Has this new era of FCPA enforcement resulted in compliance fatigue and its unintended negative consequence of numbing individuals to the FCPA?
“Rules and controls and training programs are essential in any organization, but at some point, the burdens imposed by intricate matrices of rules, complex reporting and approval processes, and seemingly never-ending training requirements become a net drag on the business. […] The deleterious effects of too much compliance activity include much more than a drag on productivity. A system that is overly-controlled, that has passed its optimal point of compliance activities, will engender backlash and bewilderment from those who are being controlled. Managers and other employees will balk at a sclerotic network of rules and processes, and they won’t—and in many instances may not be able to—comply. Rules and signoffs will be overlooked, and training courses never taken. Such backlash can actually move a program backward down the benefits curve. And when an employee population sees the compliance program as overly burdensome and poorly aligned with business reality, they will undermine the credibility of the entire enterprise.”
At a recent compliance industry conference compliance officers expressed concerns “about too much compliance” across a wide variety of areas. More to the point, a recent survey found that although “many companies have intensified their efforts to combat bribery and corruption, especially given the aggressive enforcement environment” many executives “must overcome a certain degree of institutional fatigue about anti-corruption compliance initiatives.” The survey concluded:
“We found many boards felt increasingly swamped by risk management and control information. Combined with a growing sense of [bribery and corruption] compliance fatigue, this contributes towards a ‘tick the box’ approach to managing risk.”

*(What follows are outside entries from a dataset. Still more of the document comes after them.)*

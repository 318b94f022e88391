use super::{CapabilityLevel, Extent};

/// Back-buffer pixel format.
#[derive(Debug, Copy, Clone, Eq, PartialEq, Hash)]
pub enum SurfaceFormat {
    Bgra8Unorm,
    Rgba8Unorm,
    Bgra8UnormSrgb,
    Rgba8UnormSrgb,
}

/// Depth/stencil buffer format.
#[derive(Debug, Copy, Clone, Eq, PartialEq, Hash)]
pub enum DepthFormat {
    Depth24PlusStencil8,
    Depth32Float,
    Depth32FloatStencil8,
}

impl DepthFormat {
    pub fn has_stencil(self) -> bool {
        matches!(self, Self::Depth24PlusStencil8 | Self::Depth32FloatStencil8)
    }
}

/// Debug-layer messages that are harmless and dropped by default.
///
/// Re-applying a debug label to an object that already has one is reported on
/// every recreated generation.
pub const BENIGN_MESSAGES: &[&str] = &["SETPRIVATEDATA_CHANGINGPARAMS"];

/// Diagnostic options handed to the device factory.
///
/// When enabled, the backend turns on API validation and installs a message
/// filter: messages containing any of `suppressed_messages` are dropped, the
/// rest are logged (or abort execution if `break_on_error` is set).
#[derive(Debug, Clone)]
pub struct DiagnosticOptions {
    pub enabled: bool,

    /// Panic on error-severity messages instead of logging them.
    pub break_on_error: bool,

    /// Substrings of known-benign messages.
    pub suppressed_messages: Vec<String>,
}

impl DiagnosticOptions {
    pub fn is_suppressed(&self, message: &str) -> bool {
        self.suppressed_messages
            .iter()
            .any(|needle| message.contains(needle.as_str()))
    }
}

impl Default for DiagnosticOptions {
    fn default() -> Self {
        Self {
            enabled: cfg!(debug_assertions),
            break_on_error: false,
            suppressed_messages: BENIGN_MESSAGES.iter().map(|m| m.to_string()).collect(),
        }
    }
}

/// Configuration for the device lifecycle.
///
/// Keep this structure stable and minimal. Backend-specific knobs (adapter
/// power preference, API selection) live on the backend itself.
#[derive(Debug, Clone)]
pub struct DeviceConfig {
    /// Acceptable capability levels, highest preference first.
    pub capability_levels: Vec<CapabilityLevel>,

    pub diagnostics: DiagnosticOptions,

    /// Requested back-buffer format. The backend may fall back to a supported one.
    pub back_buffer_format: SurfaceFormat,

    pub depth_format: DepthFormat,

    /// Number of swap buffers (2 = double buffering).
    pub buffer_count: u32,

    /// Block in present until the next vertical sync.
    pub vsync: bool,

    /// Color the render target is cleared to before the scene draws.
    pub clear_color: [f64; 4],
}

impl Default for DeviceConfig {
    fn default() -> Self {
        Self {
            capability_levels: CapabilityLevel::ALL.to_vec(),
            diagnostics: DiagnosticOptions::default(),
            back_buffer_format: SurfaceFormat::Bgra8Unorm,
            depth_format: DepthFormat::Depth24PlusStencil8,
            buffer_count: 2,
            vsync: true,
            // cornflower blue
            clear_color: [0.392, 0.584, 0.929, 1.0],
        }
    }
}

/// Parameters for creating a presentation surface.
#[derive(Debug, Copy, Clone, Eq, PartialEq)]
pub struct SurfaceDesc {
    pub extent: Extent,
    pub format: SurfaceFormat,
    pub buffer_count: u32,
    pub vsync: bool,
}

/// Parameters for the depth/stencil buffer backing the derived views.
#[derive(Debug, Copy, Clone, Eq, PartialEq)]
pub struct DepthDesc {
    pub extent: Extent,
    pub format: DepthFormat,
}

/// Values the derived views are cleared to at the start of a frame.
#[derive(Debug, Copy, Clone, PartialEq)]
pub struct ClearValues {
    pub color: [f64; 4],
    pub depth: f32,
    /// `None` when the depth format has no stencil aspect.
    pub stencil: Option<u32>,
}

impl ClearValues {
    pub(crate) fn for_config(config: &DeviceConfig) -> Self {
        Self {
            color: config.clear_color,
            depth: 1.0,
            stencil: config.depth_format.has_stencil().then_some(0),
        }
    }
}

#[cfg(test)]
mod tests {
    use super::*;

    #[test]
    fn defaults_request_every_tier_with_double_buffering() {
        let config = DeviceConfig::default();
        assert_eq!(config.capability_levels, CapabilityLevel::ALL.to_vec());
        assert_eq!(config.buffer_count, 2);
        assert!(config.vsync);
    }

    #[test]
    fn default_diagnostics_drop_relabel_warnings() {
        let diagnostics = DiagnosticOptions::default();
        assert!(diagnostics.is_suppressed(
            "D3D12 WARNING: ID3D12Resource::SetName: SETPRIVATEDATA_CHANGINGPARAMS"
        ));
        assert!(!diagnostics.is_suppressed("Validation Error: buffer is destroyed"));
    }

    #[test]
    fn suppression_matches_substrings() {
        let diagnostics = DiagnosticOptions {
            enabled: true,
            break_on_error: false,
            suppressed_messages: vec!["SetPrivateData".to_string()],
        };
        assert!(diagnostics.is_suppressed("warning: SetPrivateData changing params"));
        assert!(!diagnostics.is_suppressed("buffer overflow"));
    }

    #[test]
    fn clear_values_skip_stencil_for_depth_only_formats() {
        let mut config = DeviceConfig::default();
        assert_eq!(ClearValues::for_config(&config).stencil, Some(0));

        config.depth_format = DepthFormat::Depth32Float;
        assert_eq!(ClearValues::for_config(&config).stencil, None);
    }
}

Annual FCPA training, annual FCPA certifications, databases full of customers with government ownership, an automated process for this and that, periodic FCPA compliance reminders, FCPA compliance as an agenda item on each meeting, etc. All of these are considered best practices, but the question is asked – is too much FCPA compliance actually a net negative?
Think of a typical television commercial for a new drug. Thirty seconds of the commercial is devoted to describing the benefits of the drug. However, because of regulatory requirements and the company’s potential legal liability associated with the drug, ninety seconds of the commercial is devoted to a laundry list of negative side effects associated with the drug. At some point, viewers disengage from the message and the positive attributes of the drug (the reason for the commercial in the first place) are lost.
Applying this dynamic to FCPA compliance, is trying to anticipate and address every potential instance of FCPA risk through training slides and compliance modules diverting attention away from the big picture of FCPA compliance and numbing employees and others who operate on the company’s behalf to the underlying objectives of the company’s FCPA compliance policies and procedures? In short, when it comes to FCPA compliance, is less more?
A compliance professional observed:
“In response [to this new era of FCPA enforcement], companies have begun to provide more and more accessible (read: web-based) anti-corruption and related regulatory training programs. Predictably, a panoply of vendors have surfaced offering state-of-the-art customizable online training modules, complete with scenarios, live actors, knowledge checks and certifications. Online compliance training has now become a cottage industry serving a wide array of organizations faced with the daunting task of communicating a Western regulatory concept to tens of thousands of employees across multiple languages, cultures and jurisdictions – again, under the watchful eye of various enforcement bodies. […] [Does] repeated online and other mass training over time actually have the unintended effect of desensitizing employees to, rather than making them more aware and cautious of, bribery and other corrupt activity.”
What do you think? Is compliance fatigue real?